La partie gauche de la courbe fait apparaître la
possibilité de produire de l'énergie, par fusion
nucléaire, lors de la formation, à partir de deux noyaux légers, d'un
noyau plus lourd.
Plusieurs réactions de fusion sont envisageables. La
plus réalisable est la réaction deutérium – tritium (deux isotopes de
l'hydrogène). Elle consiste à précipiter l'un contre l'autre un noyau de
deutérium (un proton et un neutron) et un noyau de tritium (un proton et deux
neutrons). Les deux noyaux fusionnent pour former un noyau d'hélium (deux
protons, deux neutrons). La réaction s'accompagne de l'expulsion d'un neutron
et d'une libération d'énergie d'environ 17,6 MeV.
L'eau contient 40 mg de deutérium par litre. Le
tritium peut être obtenu en bombardant des noyaux de lithium avec des
neutrons. On pourra utiliser à cet effet les neutrons produits dans les réactions
de fusion.
La quantité d'énergie qui sera ainsi produite par
un gramme de mélange deutérium-tritium est équivalente à celle que dégage
la combustion.de 10 000 litres de pétrole.
Pour une même quantité d'énergie produite, la
fusion engendre bien moins de produits radioactifs que la fission.
Le deutérium, le lithium et l'hélium ne sont pas
radioactifs. Le tritium l'est, mais les quantités mises en jeu sont limitées.

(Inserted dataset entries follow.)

impl DatabaseUrl {
    /// Parse from string; anything without a `sqlite:` prefix is treated as a file path
    #[must_use]
    pub fn parse_url(s: &str) -> Self {
        let path_str = s.strip_prefix("sqlite://").or_else(|| s.strip_prefix("sqlite:"));
        match path_str.unwrap_or(s) {
            ":memory:" => Self::Memory,
            path => Self::SQLite {
                path: PathBuf::from(path),
            },
        }
    }

    /// Default file location derived from the database name
    #[must_use]
    pub fn for_db_name(db_name: &str) -> Self {
        Self::SQLite {
            path: PathBuf::from(defaults::DATA_DIR).join(format!("{db_name}.db")),
        }
    }

    /// Convert to connection string
    #[must_use]
    pub fn to_connection_string(&self) -> String {
        match self {
            Self::SQLite { path } => format!("sqlite:{}", path.display()),
            Self::Memory => "sqlite::memory:".to_owned(),
        }
    }

    /// Check if this is an in-memory database
    #[must_use]
    pub const fn is_memory(&self) -> bool {
        matches!(self, Self::Memory)
    }
}

impl Default for DatabaseUrl {
    fn default() -> Self {
        Self::for_db_name(defaults::DB_NAME)
    }
}

impl fmt::Display for DatabaseUrl {
    fn fmt(&self, f: &mut fmt::Formatter<'_>) -> fmt::Result {
        write!(f, "{}", self.to_connection_string())
    }
}

/// Metric placed in the safety slot of the overall performance score
#[derive(Debug, Clone, Copy, Serialize, Deserialize, PartialEq, Eq, Default)]
#[serde(rename_all = "lowercase")]
pub enum SafetyMetric {
    /// `metrics.security`
    #[default]
    Security,
    /// `metrics.risk`
    Risk,
}

impl SafetyMetric {
    /// The metric this slot reads
    #[must_use]
    pub const fn metric_kind(self) -> MetricKind {
        match self {
            Self::Security => MetricKind::Security,
            Self::Risk => MetricKind::Risk,
        }
    }
}

impl FromStr for SafetyMetric {
    type Err = anyhow::Error;

    fn from_str(s: &str) -> Result<Self> {
        match s.trim().to_lowercase().as_str() {
            "security" => Ok(Self::Security),
            "risk" => Ok(Self::Risk),
            other => Err(anyhow!(
                "Invalid {} value '{other}': expected 'security' or 'risk'",
                env_config::SAFETY_METRIC
            )),
        }
    }
}

impl fmt::Display for SafetyMetric {
    fn fmt(&self, f: &mut fmt::Formatter<'_>) -> fmt::Result {
        f.write_str(self.metric_kind().as_str())
    }
}

/// Weights of the overall performance score
#[derive(Debug, Clone, Copy, Serialize, Deserialize, PartialEq)]
pub struct PerformanceWeights {
    /// Weight of mean satisfaction
    pub satisfaction: f64,
    /// Weight of mean resolution
    pub resolution: f64,
    /// Weight of the safety metric mean
    pub safety: f64,
    /// Weight of mean attitude
    pub attitude: f64,
}

impl PerformanceWeights {
    /// Parse `satisfaction,resolution,safety,attitude`
    ///
    /// # Errors
    ///
    /// Returns an error unless the input holds exactly four finite, non-negative numbers
    pub fn parse(s: &str) -> Result<Self> {
        let values = s
            .split(',')
            .map(|part| {
                part.trim()
                    .parse::<f64>()
                    .with_context(|| format!("Invalid performance weight '{}'", part.trim()))
            })
            .collect::<Result<Vec<_>>>()?;

        let [satisfaction, resolution, safety, attitude] = values.as_slice() else {
            bail!(
                "{} needs exactly 4 comma-separated weights, got {}",
                env_config::PERFORMANCE_WEIGHTS,
                values.len()
            );
        };

        let weights = Self {
            satisfaction: *satisfaction,
            resolution: *resolution,
            safety: *safety,
            attitude: *attitude,
        };
        weights.validate()?;
        Ok(weights)
    }

    /// Check every weight is finite and non-negative
    ///
    /// # Errors
    ///
    /// Returns an error naming the first offending weight
    pub fn validate(&self) -> Result<()> {
        for (name, weight) in [
            ("satisfaction", self.satisfaction),
            ("resolution", self.resolution),
            ("safety", self.safety),
            ("attitude", self.attitude),
        ] {
            if !weight.is_finite() || weight < 0.0 {
                bail!("Performance weight for {name} must be a finite non-negative number, got {weight}");
            }
        }
        Ok(())
    }
}
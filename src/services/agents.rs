// ABOUTME: Agent analytics: one agent's performance with a filtered conversation listing
// ABOUTME: Also ranks every agent by the weighted overall performance score
//
// SPDX-License-Identifier: MIT OR Apache-2.0
// Copyright (c) 2025 ConvoInsight

use convoinsight_core::errors::{AppError, AppResult};
use convoinsight_core::models::{Conversation, MetricKind};
use convoinsight_core::pagination::{PageRequest, Pagination};
use serde::Serialize;
use tracing::debug;

use super::analytics::load_all;
use crate::analytics::{AgentPerformance, PerformanceScorer};
use crate::database_plugins::{ConversationStore, Field};
use crate::query::{ConversationQuery, Scope};

/// Row of an agent's conversation listing
#[derive(Debug, Clone, PartialEq, Serialize)]
#[serde(rename_all = "camelCase")]
pub struct AgentConversationRow {
    /// Conversation id
    pub id: String,
    /// Title
    pub title: String,
    /// Timestamp
    pub time: String,
    /// `customerInfo.userId`
    pub customer_id: String,
    /// `conversationSummary.mainIssue`
    pub main_issue: String,
    /// Resolution status text
    pub status: String,
    /// Satisfaction, 0 when absent
    pub satisfaction: f64,
    /// Resolution, 0 when absent
    pub resolution: f64,
    /// Attitude, 0 when absent
    pub attitude: f64,
    /// Security, 0 when absent
    pub security: f64,
    /// Risk, 0 when absent
    pub risk: f64,
    /// Tags
    pub tags: Vec<String>,
}

impl From<Conversation> for AgentConversationRow {
    fn from(conversation: Conversation) -> Self {
        let metric = |kind| conversation.metrics.value(kind).unwrap_or_default();
        Self {
            satisfaction: metric(MetricKind::Satisfaction),
            resolution: metric(MetricKind::Resolution),
            attitude: metric(MetricKind::Attitude),
            security: metric(MetricKind::Security),
            risk: metric(MetricKind::Risk),
            status: conversation.status().to_owned(),
            id: conversation.id,
            title: conversation.title,
            time: conversation.time,
            customer_id: conversation.customer_info.user_id,
            main_issue: conversation.conversation_summary.main_issue,
            tags: conversation.tags,
        }
    }
}

/// The `GET /agent/{name}` payload
#[derive(Debug, Clone, PartialEq, Serialize)]
pub struct AgentDetail {
    /// Agent name
    pub agent: String,
    /// All conversations handled by the agent
    pub count: u64,
    /// Performance over all of those conversations
    pub performance: AgentPerformance,
    /// Filtered page of the agent's conversations
    pub conversations: Vec<AgentConversationRow>,
    /// Window of the filtered listing
    pub pagination: Pagination,
}

/// One entry of the `GET /agents` ranking
#[derive(Debug, Clone, PartialEq, Serialize)]
pub struct AgentSummary {
    /// Agent name
    pub agent: String,
    /// Conversations handled
    pub count: u64,
    /// Performance summary
    #[serde(flatten)]
    pub performance: AgentPerformance,
}

/// Performance of one agent plus a filtered page of their conversations
///
/// The performance block always covers every conversation of the agent;
/// `query` only narrows the listing.
///
/// # Errors
///
/// Returns not-found if no conversation carries this agent, or a store error
pub async fn agent_detail(
    store: &dyn ConversationStore,
    scorer: &PerformanceScorer,
    agent: &str,
    query: &ConversationQuery,
    page: PageRequest,
) -> AppResult<AgentDetail> {
    let scope = Scope::Agent(agent.to_owned());
    let handled: Vec<Conversation> = store
        .find(&scope.filter(), None)
        .await
        .map_err(|e| e.context("Failed to load agent conversations"))?
        .iter()
        .map(Conversation::from_document)
        .collect();
    if handled.is_empty() {
        return Err(AppError::not_found(format!("Agent {agent}")));
    }

    let filter = query.to_scoped_filter(Some(&scope));
    let total = store
        .count(&filter)
        .await
        .map_err(|e| e.context("Failed to count agent conversations"))?;
    let rows = store
        .find(&filter, Some(page))
        .await
        .map_err(|e| e.context("Failed to list agent conversations"))?
        .iter()
        .map(|document| AgentConversationRow::from(Conversation::from_document(document)))
        .collect();

    debug!(agent, handled = handled.len(), listed = total, "Agent analysis computed");

    Ok(AgentDetail {
        agent: agent.to_owned(),
        count: handled.len() as u64,
        performance: scorer.summarize(&handled),
        conversations: rows,
        pagination: page.pagination(total),
    })
}

/// Every agent's summary, best overall performance first
///
/// # Errors
///
/// Returns an error if a store query fails
pub async fn all_agents(
    store: &dyn ConversationStore,
    scorer: &PerformanceScorer,
) -> AppResult<Vec<AgentSummary>> {
    let agents = store
        .distinct(Field::Agent)
        .await
        .map_err(|e| e.context("Failed to list agents"))?;
    let conversations = load_all(store).await?;

    let mut summaries: Vec<AgentSummary> = agents
        .into_iter()
        .map(|agent| {
            let handled: Vec<Conversation> = conversations
                .iter()
                .filter(|conversation| conversation.agent == agent)
                .cloned()
                .collect();
            AgentSummary {
                count: handled.len() as u64,
                performance: scorer.summarize(&handled),
                agent,
            }
        })
        .collect();

    // stable: equal scores keep agent name order
    summaries.sort_by(|a, b| {
        b.performance
            .overall_performance
            .total_cmp(&a.performance.overall_performance)
    });
    Ok(summaries)
}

On prévoit de le produire à l'intérieur même du réacteur, et de
l'utiliser en circuit fermé.
II n'y a pas de produits de fission. En revanche,
l'absorption des neutrons par les parois du réacteur activera celles-ci
.
ÉNERGIE
DE LIAISON PAR NUCLÉON |
SCHÉMA DE PRINCIPE D'UN RÉACTEUR DE FUSION |
Un réacteur de fusion pourrait être composé d'un
"cœur" où se produirait la réaction nucléaire, entouré d'une
enveloppe ou "couverture" destinée à la production du tritium et
aussi à la récupération de l’énergie produite, sous forme d'énergie
thermique. Cet ensemble doit être enfermé dans une enceinte de protection
pour confiner la radioactivité.
L'énergie thermique produite pourrait être
transformée ensuite en électricité selon un processus classique.
Dans les réactions de fission, les neutrons qui ne
portent pas de charge électrique interagissent avec les noyaux sans être
repoussés par la charge positive de ceux‑ci.
Dans les réactions de fusion, les noyaux en
interaction possèdent des charges électriques de même signe qui se
repoussent.
Pour vaincre la répulsion électrostatique, les
noyaux doivent avoir une vitesse suffisante pour que les collisions soient
possibles. L'agitation thermique moyenne à 500 millions de degrés correspond
à la vitesse nécessaire pour la fusion deutérium ‑ tritium. Les
atomes sont alors à l'état de plasma: ils se séparent de leur cortège électronique.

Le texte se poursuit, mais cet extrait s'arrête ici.